▶ [WORK REQUEST] Transcribe the data below verbatim from the line with "use std::ptr::NonNull;" to the line with "instead of mid-session.". Include both of those lines.

MATERIAL FOR THE TASK section start

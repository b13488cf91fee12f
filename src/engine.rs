use std::ptr::NonNull;

use rusqlite::serialize::OwnedData;
use rusqlite::{ffi, Connection, OptionalExtension, Params, Row, MAIN_DB};

use crate::error::{Error, Result};

/// Binding over the embedded relational engine: one in-memory connection
/// whose entire state can be exported to, and reopened from, a flat byte
/// image. The engine itself is a given primitive; this wrapper only fixes
/// how the rest of the crate opens, runs and snapshots it.
pub struct Engine {
    conn: Connection,
}

impl Engine {
    /// Opens a fresh empty engine with no schema applied.
    pub fn open_empty() -> Result<Self> {
        Ok(Self {
            conn: Connection::open_in_memory()?,
        })
    }

    /// Opens an engine restored from a previously exported image.
    ///
    /// Corrupt images are rejected here rather than on first use, so the
    /// caller can degrade at startup instead of mid-session.
    pub fn open_from_image(image: &[u8]) -> Result<Self> {
        if image.is_empty() {
            return Err(Error::Decode("empty database image".into()));
        }
        let mut conn = Connection::open_in_memory()?;
        let data = copy_to_engine_buffer(image)?;
        conn.deserialize(MAIN_DB, data, false)?;
        // Read the catalog now; garbage surfaces lazily otherwise.
        conn.query_row("SELECT count(*) FROM sqlite_master", [], |row| {
            row.get::<_, i64>(0)
        })?;
        Ok(Self { conn })
    }

    /// Serializes the whole database to a flat byte image.
    pub fn export(&self) -> Result<Vec<u8>> {
        let data = self.conn.serialize(MAIN_DB)?;
        Ok(data.to_vec())
    }

    /// Runs a semicolon-separated batch of statements (schema creation).
    pub fn execute_batch(&self, sql: &str) -> Result<()> {
        self.conn.execute_batch(sql)?;
        Ok(())
    }

    /// Runs one mutating statement, returning the affected row count.
    pub fn execute<P: Params>(&self, sql: &str, params: P) -> Result<usize> {
        Ok(self.conn.execute(sql, params)?)
    }

    /// Runs a read-only statement, mapping each row with `decode`.
    pub fn query<T, P, F>(&self, sql: &str, params: P, decode: F) -> Result<Vec<T>>
    where
        P: Params,
        F: FnMut(&Row<'_>) -> rusqlite::Result<T>,
    {
        let mut stmt = self.conn.prepare(sql)?;
        let rows = stmt.query_map(params, decode)?;
        let mut out = Vec::new();
        for row in rows {
            out.push(row?);
        }
        Ok(out)
    }

    /// Like `query` for statements matching at most one row.
    pub fn query_row_opt<T, P, F>(&self, sql: &str, params: P, decode: F) -> Result<Option<T>>
    where
        P: Params,
        F: FnOnce(&Row<'_>) -> rusqlite::Result<T>,
    {
        let mut stmt = self.conn.prepare(sql)?;
        Ok(stmt.query_row(params, decode).optional()?)
    }
}

/// Copies `image` into an engine-owned buffer, which `deserialize` takes
/// ownership of.
fn copy_to_engine_buffer(image: &[u8]) -> Result<OwnedData> {
    let len = image.len();
    // SAFETY: the buffer comes from sqlite3_malloc64 and ownership moves into
    // OwnedData, which releases it with sqlite3_free. The copy stays within
    // the `len` bytes just allocated.
    unsafe {
        let ptr = ffi::sqlite3_malloc64(len as u64);
        let Some(ptr) = NonNull::new(ptr) else {
            return Err(Error::Engine(rusqlite::Error::SqliteFailure(
                ffi::Error::new(ffi::SQLITE_NOMEM),
                Some("sqlite3_malloc64 returned null".into()),
            )));
        };
        std::ptr::copy_nonoverlapping(image.as_ptr(), ptr.as_ptr().cast::<u8>(), len);
        Ok(OwnedData::from_raw_nonnull(ptr.cast(), len))
    }
}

MATERIAL FOR THE TASK section end

▶ [ANSWER]
use std::ptr::NonNull;

use rusqlite::serialize::OwnedData;
use rusqlite::{ffi, Connection, OptionalExtension, Params, Row, MAIN_DB};

use crate::error::{Error, Result};

/// Binding over the embedded relational engine: one in-memory connection
/// whose entire state can be exported to, and reopened from, a flat byte
/// image. The engine itself is a given primitive; this wrapper only fixes
/// how the rest of the crate opens, runs and snapshots it.
pub struct Engine {
    conn: Connection,
}

impl Engine {
    /// Opens a fresh empty engine with no schema applied.
    pub fn open_empty() -> Result<Self> {
        Ok(Self {
            conn: Connection::open_in_memory()?,
        })
    }

    /// Opens an engine restored from a previously exported image.
    ///
    /// Corrupt images are rejected here rather than on first use, so the
    /// caller can degrade at startup instead of mid-session.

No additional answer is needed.